RuntimeError: CUDA error: an illegal memory access was encountered

eddiewrc commented 2 years ago

Hi, first of all thanks for sharing this library with all of us! Unfortunately I am encountering few problems while trying to run it. In particular, I tried to build the following network, which is supposed to take as input a sparse tensor of shape (8192, 16384). Part of it is now commented because I tried to locate the origin of the problem, and apparently it happens just with just the first Convolution module (so I commented the rest for now)

The error that I get is pasted below.

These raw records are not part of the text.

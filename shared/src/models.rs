//! Core data model shared by the query, dispatch and analysis layers.

use std::collections::BTreeSet;
use std::fmt;
use std::str::FromStr;

use chrono::{DateTime, Utc};
use serde::{Deserialize, Serialize};
use thiserror::Error;
use uuid::Uuid;

/// A WGS84 position
#[derive(Debug, Clone, Copy, PartialEq, Serialize, Deserialize)]
pub struct GeoPoint {
    /// Longitude in decimal degrees, [-180, 180]
    pub longitude: f64,
    /// Latitude in decimal degrees, [-90, 90]
    pub latitude: f64,
    /// Altitude in meters
    #[serde(default, skip_serializing_if = "Option::is_none")]
    pub altitude: Option<f64>,
}

impl GeoPoint {
    pub fn new(longitude: f64, latitude: f64) -> Self {
        Self {
            longitude,
            latitude,
            altitude: None,
        }
    }

    pub fn with_altitude(mut self, altitude: f64) -> Self {
        self.altitude = Some(altitude);
        self
    }

    /// Check that both coordinates are finite and inside their ranges
    pub fn is_valid(&self) -> bool {
        self.longitude.is_finite()
            && self.latitude.is_finite()
            && (-180.0..=180.0).contains(&self.longitude)
            && (-90.0..=90.0).contains(&self.latitude)
    }
}

/// One location sample of a moving entity
#[derive(Debug, Clone, PartialEq, Serialize, Deserialize)]
pub struct TrajectoryPoint {
    #[serde(flatten)]
    pub location: GeoPoint,
    pub timestamp: DateTime<Utc>,
    /// Recorded ground speed in m/s
    #[serde(default, skip_serializing_if = "Option::is_none")]
    pub speed: Option<f64>,
    /// Heading in degrees, [0, 360)
    #[serde(default, skip_serializing_if = "Option::is_none")]
    pub heading: Option<f64>,
    /// Horizontal accuracy in meters
    #[serde(default, skip_serializing_if = "Option::is_none")]
    pub accuracy: Option<f64>,
}

impl TrajectoryPoint {
    pub fn new(location: GeoPoint, timestamp: DateTime<Utc>) -> Self {
        Self {
            location,
            timestamp,
            speed: None,
            heading: None,
            accuracy: None,
        }
    }

    pub fn with_speed(mut self, speed: f64) -> Self {
        self.speed = Some(speed);
        self
    }

    /// Describe the first field outside its range, if any
    fn range_error(&self) -> Option<String> {
        if !self.location.is_valid() {
            return Some(format!(
                "coordinates ({}, {}) out of range",
                self.location.longitude, self.location.latitude
            ));
        }
        if let Some(speed) = self.speed {
            if !speed.is_finite() || speed < 0.0 {
                return Some(format!("speed {} must be >= 0", speed));
            }
        }
        if let Some(heading) = self.heading {
            if !(0.0..360.0).contains(&heading) {
                return Some(format!("heading {} must be in [0, 360)", heading));
            }
        }
        if let Some(accuracy) = self.accuracy {
            if !accuracy.is_finite() || accuracy < 0.0 {
                return Some(format!("accuracy {} must be >= 0", accuracy));
            }
        }
        None
    }
}

#[derive(Error, Debug, Clone, PartialEq)]
pub enum TrajectoryError {
    #[error("trajectory must contain at least one point")]
    Empty,

    #[error("timestamps decrease at point {index}")]
    NotMonotonic { index: usize },

    #[error("point {index} is invalid: {reason}")]
    InvalidPoint { index: usize, reason: String },
}

/// Ordered, non-empty sequence of samples for a single entity
#[derive(Debug, Clone, PartialEq, Serialize)]
pub struct Trajectory {
    entity_id: String,
    points: Vec<TrajectoryPoint>,
}

impl Trajectory {
    pub fn new(
        entity_id: impl Into<String>,
        points: Vec<TrajectoryPoint>,
    ) -> Result<Self, TrajectoryError> {
        if points.is_empty() {
            return Err(TrajectoryError::Empty);
        }
        for (index, point) in points.iter().enumerate() {
            if let Some(reason) = point.range_error() {
                return Err(TrajectoryError::InvalidPoint { index, reason });
            }
        }
        if let Some(index) = points
            .windows(2)
            .position(|pair| pair[1].timestamp < pair[0].timestamp)
        {
            return Err(TrajectoryError::NotMonotonic { index: index + 1 });
        }
        Ok(Self {
            entity_id: entity_id.into(),
            points,
        })
    }

    pub fn entity_id(&self) -> &str {
        &self.entity_id
    }

    pub fn points(&self) -> &[TrajectoryPoint] {
        &self.points
    }

    pub fn start_time(&self) -> DateTime<Utc> {
        self.points[0].timestamp
    }

    pub fn end_time(&self) -> DateTime<Utc> {
        self.points[self.points.len() - 1].timestamp
    }
}

#[derive(Debug, Clone, Copy, PartialEq, Eq, Hash, Serialize, Deserialize)]
#[serde(rename_all = "snake_case")]
pub enum DeviceType {
    Drone,
    Robot,
    Sensor,
    Camera,
    Vehicle,
    Other,
}

#[derive(Debug, Clone, Copy, PartialEq, Eq, Hash, Serialize, Deserialize)]
#[serde(rename_all = "snake_case")]
pub enum DeviceStatus {
    Online,
    Offline,
    Busy,
    Idle,
    Error,
    Maintenance,
    Charging,
}

/// A remote device as reported by the device API
#[derive(Debug, Clone, PartialEq, Serialize, Deserialize)]
pub struct Device {
    pub id: String,
    #[serde(rename = "type")]
    pub device_type: DeviceType,
    pub status: DeviceStatus,
    #[serde(default)]
    pub location: Option<GeoPoint>,
    /// Battery percentage, [0, 100]
    #[serde(default)]
    pub battery: Option<f64>,
    pub last_seen: DateTime<Utc>,
    #[serde(default)]
    pub capabilities: BTreeSet<String>,
}

/// The closed set of actions a device command can carry
#[derive(Debug, Clone, Copy, PartialEq, Eq, Hash, PartialOrd, Ord, Serialize, Deserialize)]
#[serde(rename_all = "snake_case")]
pub enum Action {
    Takeoff,
    Land,
    MoveTo,
    ReturnHome,
    Pause,
    Resume,
    Stop,
    CapturePhoto,
    StartVideo,
    StopVideo,
    SetAltitude,
    SetSpeed,
    Custom,
}

impl Action {
    pub const ALL: [Action; 13] = [
        Action::Takeoff,
        Action::Land,
        Action::MoveTo,
        Action::ReturnHome,
        Action::Pause,
        Action::Resume,
        Action::Stop,
        Action::CapturePhoto,
        Action::StartVideo,
        Action::StopVideo,
        Action::SetAltitude,
        Action::SetSpeed,
        Action::Custom,
    ];

    pub fn as_str(&self) -> &'static str {
        match self {
            Action::Takeoff => "takeoff",
            Action::Land => "land",
            Action::MoveTo => "move_to",
            Action::ReturnHome => "return_home",
            Action::Pause => "pause",
            Action::Resume => "resume",
            Action::Stop => "stop",
            Action::CapturePhoto => "capture_photo",
            Action::StartVideo => "start_video",
            Action::StopVideo => "stop_video",
            Action::SetAltitude => "set_altitude",
            Action::SetSpeed => "set_speed",
            Action::Custom => "custom",
        }
    }
}

impl fmt::Display for Action {
    fn fmt(&self, f: &mut fmt::Formatter<'_>) -> fmt::Result {
        f.write_str(self.as_str())
    }
}

#[derive(Error, Debug, Clone, PartialEq)]
#[error("unknown action: {0}")]
pub struct ParseActionError(pub String);

impl FromStr for Action {
    type Err = ParseActionError;

    fn from_str(s: &str) -> Result<Self, Self::Err> {
        Action::ALL
            .iter()
            .copied()
            .find(|action| action.as_str() == s)
            .ok_or_else(|| ParseActionError(s.to_string()))
    }
}

/// Lifecycle status of a device command
#[derive(Debug, Clone, Copy, PartialEq, Eq, Hash, Serialize, Deserialize)]
#[serde(rename_all = "snake_case")]
pub enum CommandStatus {
    Pending,
    Executing,
    Completed,
    Failed,
    Cancelled,
}

impl CommandStatus {
    pub fn is_terminal(&self) -> bool {
        matches!(
            self,
            CommandStatus::Completed | CommandStatus::Failed | CommandStatus::Cancelled
        )
    }
}

impl fmt::Display for CommandStatus {
    fn fmt(&self, f: &mut fmt::Formatter<'_>) -> fmt::Result {
        let s = match self {
            CommandStatus::Pending => "pending",
            CommandStatus::Executing => "executing",
            CommandStatus::Completed => "completed",
            CommandStatus::Failed => "failed",
            CommandStatus::Cancelled => "cancelled",
        };
        f.write_str(s)
    }
}

/// Why a dispatched command ended in `failed`
#[derive(Error, Debug, Clone, PartialEq, Serialize, Deserialize)]
#[serde(tag = "kind", rename_all = "snake_case")]
pub enum CommandFailure {
    #[error("device unreachable after {attempts} attempts: {last_error}")]
    DeviceUnreachable { attempts: u32, last_error: String },

    #[error("device rejected command: {message}")]
    DeviceRejected { message: String },

    #[error("dispatch deadline exceeded after {attempts} attempts")]
    DeadlineExceeded { attempts: u32 },
}

/// A command addressed to one device, tracked through its lifecycle
#[derive(Debug, Clone, PartialEq, Serialize, Deserialize)]
pub struct DeviceCommand {
    pub id: Uuid,
    pub device_id: String,
    pub action: Action,
    pub parameters: serde_json::Map<String, serde_json::Value>,
    /// Priority, [1, 10]
    pub priority: u8,
    pub status: CommandStatus,
    pub created_at: DateTime<Utc>,
    pub started_at: Option<DateTime<Utc>>,
    pub completed_at: Option<DateTime<Utc>>,
    /// Physical dispatch attempts made so far
    pub attempts: u32,
    pub result: Option<serde_json::Value>,
    pub error: Option<CommandFailure>,
}

impl DeviceCommand {
    /// Create a new pending command with a fresh id
    pub fn new(
        device_id: impl Into<String>,
        action: Action,
        parameters: serde_json::Map<String, serde_json::Value>,
        priority: u8,
    ) -> Self {
        Self {
            id: Uuid::new_v4(),
            device_id: device_id.into(),
            action,
            parameters,
            priority,
            status: CommandStatus::Pending,
            created_at: Utc::now(),
            started_at: None,
            completed_at: None,
            attempts: 0,
            result: None,
            error: None,
        }
    }
}

/// Fence shape
#[derive(Debug, Clone, PartialEq, Serialize, Deserialize)]
#[serde(tag = "type", rename_all = "snake_case")]
pub enum FenceGeometry {
    /// Outer ring, closed (first position repeated last)
    Polygon { ring: Vec<GeoPoint> },
    Circle { center: GeoPoint, radius_m: f64 },
}

#[derive(Debug, Clone, PartialEq, Serialize, Deserialize)]
pub struct GeoFence {
    pub id: String,
    pub name: String,
    pub geometry: FenceGeometry,
    pub active: bool,
    pub created_at: DateTime<Utc>,
    pub updated_at: DateTime<Utc>,
}

#[derive(Debug, Clone, Copy, PartialEq, Eq, Serialize, Deserialize)]
#[serde(rename_all = "snake_case")]
pub enum GeoFenceEventKind {
    Enter,
    Exit,
    Dwell,
}

#[derive(Debug, Clone, PartialEq, Serialize, Deserialize)]
pub struct GeoFenceEvent {
    pub fence_id: String,
    pub entity_id: String,
    pub kind: GeoFenceEventKind,
    pub location: GeoPoint,
    pub timestamp: DateTime<Utc>,
    /// Seconds spent inside, set on dwell events
    #[serde(default, skip_serializing_if = "Option::is_none")]
    pub dwell_seconds: Option<f64>,
}

/// One telemetry sample pushed by a device
#[derive(Debug, Clone, PartialEq, Serialize, Deserialize)]
pub struct TelemetryPayload {
    pub device_id: String,
    #[serde(default)]
    pub timestamp: Option<DateTime<Utc>>,
    #[serde(default)]
    pub location: Option<GeoPoint>,
    #[serde(default)]
    pub battery: Option<f64>,
    #[serde(default)]
    pub speed: Option<f64>,
    #[serde(default)]
    pub heading: Option<f64>,
    /// Fields not covered above, preserved as sent
    #[serde(flatten)]
    pub extra: serde_json::Map<String, serde_json::Value>,
}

The GPU is a quadro gv100, system cuda version 11.4, pytorch 1.11.0 py3.9_cuda11.3_cudnn8.2.0_0

class HCSparseConvNet1(t.nn.Module):
        def __init__(self, featSize, numOut, size, name = "NN"):
                super(HCSparseConvNet1, self).__init__()
                print(size)
                self.inputLayer = scn.InputLayer(2, size, 2)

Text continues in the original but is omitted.